─── Records provided

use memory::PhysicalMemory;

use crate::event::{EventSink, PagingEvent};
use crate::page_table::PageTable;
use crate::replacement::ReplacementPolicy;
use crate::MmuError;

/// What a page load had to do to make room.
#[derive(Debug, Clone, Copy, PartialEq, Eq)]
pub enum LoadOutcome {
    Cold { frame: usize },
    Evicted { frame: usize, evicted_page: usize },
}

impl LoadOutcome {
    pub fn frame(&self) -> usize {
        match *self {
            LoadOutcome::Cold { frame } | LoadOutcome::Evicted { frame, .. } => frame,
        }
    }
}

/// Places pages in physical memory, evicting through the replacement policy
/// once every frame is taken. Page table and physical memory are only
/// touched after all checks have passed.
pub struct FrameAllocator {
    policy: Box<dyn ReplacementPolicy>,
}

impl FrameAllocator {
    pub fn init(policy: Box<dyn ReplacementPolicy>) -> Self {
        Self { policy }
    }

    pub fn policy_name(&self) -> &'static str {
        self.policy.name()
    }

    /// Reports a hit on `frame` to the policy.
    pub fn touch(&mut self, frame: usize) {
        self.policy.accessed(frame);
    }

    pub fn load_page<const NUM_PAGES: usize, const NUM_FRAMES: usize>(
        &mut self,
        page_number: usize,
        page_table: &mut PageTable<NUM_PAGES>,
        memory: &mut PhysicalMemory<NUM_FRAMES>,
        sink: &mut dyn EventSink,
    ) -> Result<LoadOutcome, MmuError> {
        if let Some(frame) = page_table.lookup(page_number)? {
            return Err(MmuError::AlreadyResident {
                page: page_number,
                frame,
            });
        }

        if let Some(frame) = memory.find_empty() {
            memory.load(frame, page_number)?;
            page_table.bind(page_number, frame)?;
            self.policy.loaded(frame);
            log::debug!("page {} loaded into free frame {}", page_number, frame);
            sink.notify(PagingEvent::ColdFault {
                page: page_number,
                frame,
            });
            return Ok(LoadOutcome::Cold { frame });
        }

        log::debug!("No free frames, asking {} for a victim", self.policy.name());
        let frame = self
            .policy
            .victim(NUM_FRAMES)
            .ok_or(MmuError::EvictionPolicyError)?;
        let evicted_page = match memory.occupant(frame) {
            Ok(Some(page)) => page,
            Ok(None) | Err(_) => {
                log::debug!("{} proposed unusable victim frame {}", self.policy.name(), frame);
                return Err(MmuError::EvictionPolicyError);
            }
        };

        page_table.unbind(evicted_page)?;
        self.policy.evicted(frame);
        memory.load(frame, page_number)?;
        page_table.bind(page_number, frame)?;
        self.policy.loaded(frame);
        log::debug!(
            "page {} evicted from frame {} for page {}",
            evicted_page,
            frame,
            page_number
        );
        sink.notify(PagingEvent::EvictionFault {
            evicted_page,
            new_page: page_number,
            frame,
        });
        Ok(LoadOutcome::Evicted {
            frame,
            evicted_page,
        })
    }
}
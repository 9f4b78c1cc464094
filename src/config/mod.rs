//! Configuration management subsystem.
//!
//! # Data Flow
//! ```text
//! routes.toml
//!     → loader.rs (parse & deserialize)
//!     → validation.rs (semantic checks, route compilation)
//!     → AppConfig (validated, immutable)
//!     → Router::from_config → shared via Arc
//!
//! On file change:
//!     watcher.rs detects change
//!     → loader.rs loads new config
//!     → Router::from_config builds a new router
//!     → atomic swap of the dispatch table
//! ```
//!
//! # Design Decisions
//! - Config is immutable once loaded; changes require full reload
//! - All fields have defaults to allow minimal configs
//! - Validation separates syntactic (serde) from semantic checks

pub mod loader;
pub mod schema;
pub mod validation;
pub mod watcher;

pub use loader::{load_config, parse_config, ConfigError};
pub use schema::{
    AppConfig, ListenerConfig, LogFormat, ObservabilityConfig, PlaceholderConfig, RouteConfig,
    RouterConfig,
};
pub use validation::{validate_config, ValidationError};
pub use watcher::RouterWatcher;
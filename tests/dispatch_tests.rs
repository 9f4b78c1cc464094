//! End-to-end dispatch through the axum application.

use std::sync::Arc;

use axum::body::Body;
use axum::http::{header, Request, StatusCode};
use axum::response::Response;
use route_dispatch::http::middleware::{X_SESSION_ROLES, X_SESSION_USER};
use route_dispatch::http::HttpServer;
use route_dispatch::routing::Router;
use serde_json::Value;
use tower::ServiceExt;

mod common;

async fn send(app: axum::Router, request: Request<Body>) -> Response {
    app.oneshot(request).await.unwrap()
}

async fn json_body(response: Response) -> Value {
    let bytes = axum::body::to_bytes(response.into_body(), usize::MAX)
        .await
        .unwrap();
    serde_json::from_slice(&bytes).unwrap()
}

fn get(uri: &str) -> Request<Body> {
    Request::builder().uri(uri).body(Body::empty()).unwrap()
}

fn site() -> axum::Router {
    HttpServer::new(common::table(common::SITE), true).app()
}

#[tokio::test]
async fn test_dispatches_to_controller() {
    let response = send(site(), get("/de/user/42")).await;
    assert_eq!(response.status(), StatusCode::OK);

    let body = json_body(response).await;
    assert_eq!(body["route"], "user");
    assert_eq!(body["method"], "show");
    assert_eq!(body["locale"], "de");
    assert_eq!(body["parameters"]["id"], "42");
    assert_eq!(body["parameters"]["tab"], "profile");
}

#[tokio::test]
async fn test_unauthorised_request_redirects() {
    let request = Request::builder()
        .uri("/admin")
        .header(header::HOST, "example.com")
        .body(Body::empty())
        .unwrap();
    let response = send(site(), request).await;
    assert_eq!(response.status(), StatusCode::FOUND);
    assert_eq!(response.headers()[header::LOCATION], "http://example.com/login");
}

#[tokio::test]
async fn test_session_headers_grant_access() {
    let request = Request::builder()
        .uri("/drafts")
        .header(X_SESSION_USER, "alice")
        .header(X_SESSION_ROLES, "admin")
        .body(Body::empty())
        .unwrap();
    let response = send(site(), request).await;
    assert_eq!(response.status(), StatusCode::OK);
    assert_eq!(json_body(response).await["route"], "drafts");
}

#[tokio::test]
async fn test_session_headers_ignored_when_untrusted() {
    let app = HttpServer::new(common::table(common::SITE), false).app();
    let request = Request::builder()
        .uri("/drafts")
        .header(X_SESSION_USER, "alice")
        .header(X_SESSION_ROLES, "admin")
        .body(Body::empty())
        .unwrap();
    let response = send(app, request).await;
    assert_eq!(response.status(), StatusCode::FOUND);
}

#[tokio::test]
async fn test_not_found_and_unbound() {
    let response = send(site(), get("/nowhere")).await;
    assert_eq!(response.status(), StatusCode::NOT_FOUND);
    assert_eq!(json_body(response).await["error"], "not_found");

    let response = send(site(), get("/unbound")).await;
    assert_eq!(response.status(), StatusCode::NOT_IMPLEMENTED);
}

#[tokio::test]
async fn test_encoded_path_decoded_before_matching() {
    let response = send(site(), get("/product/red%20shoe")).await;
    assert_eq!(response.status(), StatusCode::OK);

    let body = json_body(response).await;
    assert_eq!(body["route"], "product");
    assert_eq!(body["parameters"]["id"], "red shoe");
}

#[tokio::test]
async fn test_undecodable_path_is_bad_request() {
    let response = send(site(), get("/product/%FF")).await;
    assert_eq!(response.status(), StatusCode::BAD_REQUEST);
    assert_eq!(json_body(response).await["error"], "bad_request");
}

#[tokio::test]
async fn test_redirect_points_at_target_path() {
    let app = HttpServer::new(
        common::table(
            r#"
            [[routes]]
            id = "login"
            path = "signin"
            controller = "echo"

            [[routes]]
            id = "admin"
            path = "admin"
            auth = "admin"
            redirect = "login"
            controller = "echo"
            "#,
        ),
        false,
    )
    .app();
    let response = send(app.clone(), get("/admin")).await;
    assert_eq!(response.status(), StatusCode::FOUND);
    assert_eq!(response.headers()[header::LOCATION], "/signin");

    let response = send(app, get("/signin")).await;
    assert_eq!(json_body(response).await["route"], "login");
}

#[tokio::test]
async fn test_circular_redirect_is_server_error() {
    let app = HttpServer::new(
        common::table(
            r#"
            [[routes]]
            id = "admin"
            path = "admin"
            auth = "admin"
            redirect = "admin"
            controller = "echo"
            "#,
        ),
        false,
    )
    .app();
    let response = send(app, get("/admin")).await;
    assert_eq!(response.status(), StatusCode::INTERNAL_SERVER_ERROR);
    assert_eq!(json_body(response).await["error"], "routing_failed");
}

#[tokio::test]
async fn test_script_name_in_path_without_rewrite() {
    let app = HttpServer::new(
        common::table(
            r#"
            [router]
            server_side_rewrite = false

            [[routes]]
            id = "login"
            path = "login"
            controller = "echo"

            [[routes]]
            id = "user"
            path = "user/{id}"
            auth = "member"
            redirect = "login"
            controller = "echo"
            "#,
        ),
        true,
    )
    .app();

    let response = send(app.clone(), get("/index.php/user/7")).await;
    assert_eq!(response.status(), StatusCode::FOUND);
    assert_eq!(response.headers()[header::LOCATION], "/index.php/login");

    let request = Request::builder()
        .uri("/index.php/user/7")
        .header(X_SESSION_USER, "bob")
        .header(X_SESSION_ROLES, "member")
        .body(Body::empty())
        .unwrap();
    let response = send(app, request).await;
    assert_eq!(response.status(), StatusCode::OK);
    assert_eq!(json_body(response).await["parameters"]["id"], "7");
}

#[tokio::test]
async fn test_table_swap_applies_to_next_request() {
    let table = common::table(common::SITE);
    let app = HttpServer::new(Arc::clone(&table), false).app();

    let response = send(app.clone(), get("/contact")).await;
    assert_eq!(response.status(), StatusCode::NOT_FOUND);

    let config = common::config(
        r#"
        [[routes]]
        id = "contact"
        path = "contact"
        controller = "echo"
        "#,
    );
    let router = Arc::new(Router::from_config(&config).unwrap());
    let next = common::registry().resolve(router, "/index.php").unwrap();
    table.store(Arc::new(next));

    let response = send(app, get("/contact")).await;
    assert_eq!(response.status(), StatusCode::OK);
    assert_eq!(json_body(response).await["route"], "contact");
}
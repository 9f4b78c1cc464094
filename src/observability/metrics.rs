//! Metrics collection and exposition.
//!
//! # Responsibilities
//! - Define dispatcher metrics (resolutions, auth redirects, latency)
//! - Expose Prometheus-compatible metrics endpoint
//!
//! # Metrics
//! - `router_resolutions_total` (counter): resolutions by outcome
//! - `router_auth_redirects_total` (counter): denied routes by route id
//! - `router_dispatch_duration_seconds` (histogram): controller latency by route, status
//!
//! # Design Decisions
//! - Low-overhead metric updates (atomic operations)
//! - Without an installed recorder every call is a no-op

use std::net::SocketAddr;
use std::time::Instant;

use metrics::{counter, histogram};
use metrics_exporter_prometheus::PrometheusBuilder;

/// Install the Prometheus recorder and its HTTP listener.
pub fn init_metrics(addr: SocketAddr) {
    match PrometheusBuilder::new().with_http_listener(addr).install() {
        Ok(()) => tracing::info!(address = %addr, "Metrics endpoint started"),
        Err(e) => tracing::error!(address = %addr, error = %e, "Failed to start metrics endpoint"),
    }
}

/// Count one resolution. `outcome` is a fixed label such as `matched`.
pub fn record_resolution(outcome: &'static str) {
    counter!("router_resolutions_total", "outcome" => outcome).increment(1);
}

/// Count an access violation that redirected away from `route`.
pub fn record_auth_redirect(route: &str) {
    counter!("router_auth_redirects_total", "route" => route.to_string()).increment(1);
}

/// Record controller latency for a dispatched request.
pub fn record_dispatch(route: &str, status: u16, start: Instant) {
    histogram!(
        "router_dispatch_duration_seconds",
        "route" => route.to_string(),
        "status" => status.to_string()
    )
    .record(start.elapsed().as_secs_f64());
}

──────
─── Records provided

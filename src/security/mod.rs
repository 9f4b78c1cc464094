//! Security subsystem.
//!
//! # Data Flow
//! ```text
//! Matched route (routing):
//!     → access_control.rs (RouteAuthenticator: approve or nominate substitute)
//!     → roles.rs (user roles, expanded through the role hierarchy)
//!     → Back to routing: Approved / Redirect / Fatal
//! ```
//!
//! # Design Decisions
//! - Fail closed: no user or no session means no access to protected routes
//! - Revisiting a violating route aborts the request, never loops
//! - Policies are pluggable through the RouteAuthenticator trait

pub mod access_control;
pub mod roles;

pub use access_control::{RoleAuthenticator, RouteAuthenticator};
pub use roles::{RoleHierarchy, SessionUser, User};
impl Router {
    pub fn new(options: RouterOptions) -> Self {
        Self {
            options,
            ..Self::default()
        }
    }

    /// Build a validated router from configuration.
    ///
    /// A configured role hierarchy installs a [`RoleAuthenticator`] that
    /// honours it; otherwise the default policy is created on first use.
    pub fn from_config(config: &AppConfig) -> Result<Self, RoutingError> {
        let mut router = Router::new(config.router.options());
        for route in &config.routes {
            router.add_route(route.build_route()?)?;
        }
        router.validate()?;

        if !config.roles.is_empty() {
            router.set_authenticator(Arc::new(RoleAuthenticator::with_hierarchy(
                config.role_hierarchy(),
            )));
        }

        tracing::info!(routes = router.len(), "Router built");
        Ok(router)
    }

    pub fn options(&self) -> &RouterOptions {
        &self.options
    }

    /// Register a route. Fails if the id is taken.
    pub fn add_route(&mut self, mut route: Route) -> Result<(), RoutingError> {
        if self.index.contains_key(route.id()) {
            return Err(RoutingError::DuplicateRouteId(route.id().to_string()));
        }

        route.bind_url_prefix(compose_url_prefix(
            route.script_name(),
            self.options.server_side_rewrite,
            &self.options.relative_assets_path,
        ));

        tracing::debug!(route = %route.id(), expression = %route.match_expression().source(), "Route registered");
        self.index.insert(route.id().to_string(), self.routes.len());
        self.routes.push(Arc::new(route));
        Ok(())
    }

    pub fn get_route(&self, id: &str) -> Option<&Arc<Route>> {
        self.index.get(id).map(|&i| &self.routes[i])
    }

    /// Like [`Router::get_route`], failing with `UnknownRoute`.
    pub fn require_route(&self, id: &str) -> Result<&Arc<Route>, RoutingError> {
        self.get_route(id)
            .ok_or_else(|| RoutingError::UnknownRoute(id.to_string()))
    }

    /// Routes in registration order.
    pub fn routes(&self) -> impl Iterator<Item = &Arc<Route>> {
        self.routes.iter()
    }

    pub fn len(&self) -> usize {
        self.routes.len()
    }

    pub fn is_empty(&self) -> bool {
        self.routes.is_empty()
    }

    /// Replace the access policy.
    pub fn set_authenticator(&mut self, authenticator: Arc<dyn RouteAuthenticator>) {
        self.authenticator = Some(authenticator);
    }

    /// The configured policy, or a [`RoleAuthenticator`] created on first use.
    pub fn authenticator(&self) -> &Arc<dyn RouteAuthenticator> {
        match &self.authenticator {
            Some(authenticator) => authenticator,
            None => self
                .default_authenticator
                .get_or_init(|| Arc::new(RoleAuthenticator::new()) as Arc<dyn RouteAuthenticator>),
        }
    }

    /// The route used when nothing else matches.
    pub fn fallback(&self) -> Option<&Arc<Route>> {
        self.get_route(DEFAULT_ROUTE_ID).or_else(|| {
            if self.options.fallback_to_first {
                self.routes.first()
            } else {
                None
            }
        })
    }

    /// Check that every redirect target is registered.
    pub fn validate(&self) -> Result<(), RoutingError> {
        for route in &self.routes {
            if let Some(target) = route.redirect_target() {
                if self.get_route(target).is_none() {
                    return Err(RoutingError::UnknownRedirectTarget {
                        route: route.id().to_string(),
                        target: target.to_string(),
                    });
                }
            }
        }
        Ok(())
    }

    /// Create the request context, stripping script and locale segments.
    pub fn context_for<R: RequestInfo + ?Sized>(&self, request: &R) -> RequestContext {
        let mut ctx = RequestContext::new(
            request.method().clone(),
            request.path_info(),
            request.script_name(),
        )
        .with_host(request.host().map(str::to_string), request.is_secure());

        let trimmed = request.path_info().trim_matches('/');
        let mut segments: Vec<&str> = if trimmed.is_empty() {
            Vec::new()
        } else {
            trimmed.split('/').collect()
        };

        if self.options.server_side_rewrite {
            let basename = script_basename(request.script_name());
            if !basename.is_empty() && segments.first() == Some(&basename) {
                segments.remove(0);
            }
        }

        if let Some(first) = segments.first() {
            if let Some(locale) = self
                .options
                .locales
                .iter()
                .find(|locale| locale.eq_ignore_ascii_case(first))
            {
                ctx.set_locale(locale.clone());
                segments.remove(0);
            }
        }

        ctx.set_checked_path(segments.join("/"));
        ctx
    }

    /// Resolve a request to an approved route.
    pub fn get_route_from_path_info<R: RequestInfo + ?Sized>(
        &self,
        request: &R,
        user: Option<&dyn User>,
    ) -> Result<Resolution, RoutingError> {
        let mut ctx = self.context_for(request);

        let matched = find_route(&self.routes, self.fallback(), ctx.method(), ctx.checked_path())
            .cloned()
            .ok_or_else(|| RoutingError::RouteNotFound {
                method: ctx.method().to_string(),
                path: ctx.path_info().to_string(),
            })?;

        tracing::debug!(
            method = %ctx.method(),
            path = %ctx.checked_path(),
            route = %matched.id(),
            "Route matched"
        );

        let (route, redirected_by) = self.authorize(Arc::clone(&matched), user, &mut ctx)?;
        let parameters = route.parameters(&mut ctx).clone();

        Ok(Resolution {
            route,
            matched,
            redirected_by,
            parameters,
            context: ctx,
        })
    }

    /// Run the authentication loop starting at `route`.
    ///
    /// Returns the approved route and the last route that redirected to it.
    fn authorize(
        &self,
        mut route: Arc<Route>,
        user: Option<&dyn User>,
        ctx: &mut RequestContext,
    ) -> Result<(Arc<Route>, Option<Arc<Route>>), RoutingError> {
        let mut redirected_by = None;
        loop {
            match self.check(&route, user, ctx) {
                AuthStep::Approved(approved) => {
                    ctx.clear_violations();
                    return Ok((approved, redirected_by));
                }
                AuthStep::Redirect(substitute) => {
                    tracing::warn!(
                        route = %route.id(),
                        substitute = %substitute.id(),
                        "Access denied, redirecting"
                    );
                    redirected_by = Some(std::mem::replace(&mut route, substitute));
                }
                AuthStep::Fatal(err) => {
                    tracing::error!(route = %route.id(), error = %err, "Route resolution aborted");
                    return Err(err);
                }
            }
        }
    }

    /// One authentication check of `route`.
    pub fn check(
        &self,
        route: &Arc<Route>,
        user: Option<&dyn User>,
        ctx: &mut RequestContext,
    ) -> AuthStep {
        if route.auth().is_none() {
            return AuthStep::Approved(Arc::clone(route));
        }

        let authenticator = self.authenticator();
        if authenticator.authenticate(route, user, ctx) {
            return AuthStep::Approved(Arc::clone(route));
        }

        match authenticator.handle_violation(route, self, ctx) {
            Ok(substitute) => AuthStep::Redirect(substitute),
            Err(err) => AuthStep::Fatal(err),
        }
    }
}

──────

### Exercise brief
Find the lines in the records above that hold the word "have", and give only how many there are.

### Answer area
2